- The Washington Times - Wednesday, May 9, 2018

Defense Secretary James Mattis said Wednesday the United States would stand firm alongside its international allies to prevent Iran from acquiring a nuclear weapon.

He delivered that message to Congress a day after the Trump White House pulled the plug on a controversial denuclearization deal with Tehran against the wishes of America’s top allies.

“We will continue to work alongside our allies and partners to ensure that Iran can never acquire a nuclear weapon,” Mr. Mattis said during a Senate Appropriations Defense subcommittee hearing on the Pentagon’s fiscal 2019 spending package.

While Washington looks to leverage its international military partnerships to curb “the range of Iran’s malign influences” in the Middle East and elsewhere across the globe, the U.S. “remains committed to putting the safety, interests and well-being of our citizens first,” Mr. Mattis told the committee.

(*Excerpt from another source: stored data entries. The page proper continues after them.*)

//! The realtime event stream.
//!
//! [`StreamManager`] owns one multiplexed server-to-client connection per
//! client. A connection goes through:
//!
//! 1. **Connecting**: a bearer token is fetched from the session and the
//!    [`Connector`] opens a transport.
//! 2. **Open**: the server's first frame, `connected { subscriber_id }`, has
//!    arrived within the handshake timeout.
//! 3. **Subscribed**: the channel list was posted to the subscribe endpoint
//!    (a 404 counts as success; the server may broadcast without explicit
//!    subscriptions).
//!
//! Every later frame is decoded into a [`StreamEvent`] and fanned out to the
//! listeners registered with [`add_event_listener`](StreamManager::add_event_listener).
//!
//! A transport error drops back to **Disconnected** and schedules a
//! reconnect after `base * 2^(attempt - 1)`, up to `max_reconnect_attempts`
//! in a row. Listeners survive reconnects. An explicit
//! [`disconnect`](StreamManager::disconnect) cancels reconnecting and clears
//! every listener.

use std::fmt;
use std::sync::{Arc, Mutex, Weak};

use tokio::sync::{oneshot, watch};
use tracing::{debug, info, trace, warn};

use crate::config::StreamConfig;
use crate::error::{Result, VoidlineError};
use crate::gateway::RequestGateway;
use crate::http::Method;
use crate::protocol::{parse_connected, ChannelSet, StreamEvent, SubscribeRequest};
use crate::registry::{ListenerHandle, ListenerRegistry};
use crate::session::StreamControl;
use crate::sync::lock;
use crate::timer::{Clock, SystemClock, TimerSlot};
use crate::transport::{Connector, Transport};

/// Lifecycle of the stream connection. Ordered, so `state >= Open` reads
/// as "has a subscriber ID".
#[derive(Debug, Clone, Copy, PartialEq, Eq, Hash, PartialOrd, Ord)]
pub enum ConnectionState {
    Disconnected,
    Connecting,
    Open,
    Subscribed,
}

struct StreamSlot {
    state: ConnectionState,
    subscriber_id: Option<String>,
    reconnect_attempts: u32,
    /// Set by `connect`, cleared by `disconnect`. Reconnects only happen
    /// while it is set.
    player_id: Option<String>,
    /// Caller-supplied topics; `None` means the player topic only.
    channels: Option<ChannelSet>,
    /// Bumped for every new connection and by `disconnect`, so tasks and
    /// timers belonging to an older connection can tell they are stale.
    generation: u64,
    last_heartbeat_ms: Option<u64>,
    shutdown_tx: Option<oneshot::Sender<()>>,
}

impl StreamSlot {
    fn effective_channels(&self) -> ChannelSet {
        match (&self.channels, &self.player_id) {
            (Some(channels), _) => channels.clone(),
            (None, Some(player_id)) => ChannelSet::for_player(player_id),
            (None, None) => ChannelSet::new(),
        }
    }
}

/// Why a connection task stopped.
enum Exit {
    Shutdown,
    Failed(VoidlineError),
}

The defense chief’s vow to cooperate with U.S. allies to ensure Iran does not acquire a nuclear weapon, administration critics claims Mr. Trump’s withdrawal from the Obama-era atomic pact with Iran — known formally as the Joint Comprehensive Plan of Action or JPCoA — was a direct rebuke of the wishes of those allies.



The leaders of France, Germany and the United Kingdom launched an 11th-hour campaign to convince the Trump White House to remain in the pact with Iran. French President Emmanuel Macron and German Chancellor Angela Merkel personally lobbied Mr. Trump to keep the deal during separate visits in late April.

Those arguments ultimately fell on deaf ears as the Trump administration announced Tuesday the U.S. withdrawal from the nuclear pact, which had been President Obama’s key foreign policy achievement, and moved to reinstate harsh sanctions on Tehran.

“It is with regret and concern that we, the Leaders of France, Germany and the United Kingdom take note of President Trump’s decision to withdraw the United States,” from the Iran deal, according to a rare tripartite statement from Paris, Berlin and London hours after Mr. Trump’s decision.

“Our governments remain committed to ensuring the agreement is upheld, and will work with all the remaining parties to the deal to ensure this remains the case including through ensuring the continuing economic benefits to the Iranian people that are linked to the agreement,” they added.

But ensuring the safety and interests of U.S. citizens was the driving force behind the administration’s decision, Mr. Trump said Tuesday.

“We will not allow American cities to be threatened with destruction, and we will not allow a regime that chants ‘Death to America’ to gain access to the most deadly weapons on Earth,” he said during a speech at the White House.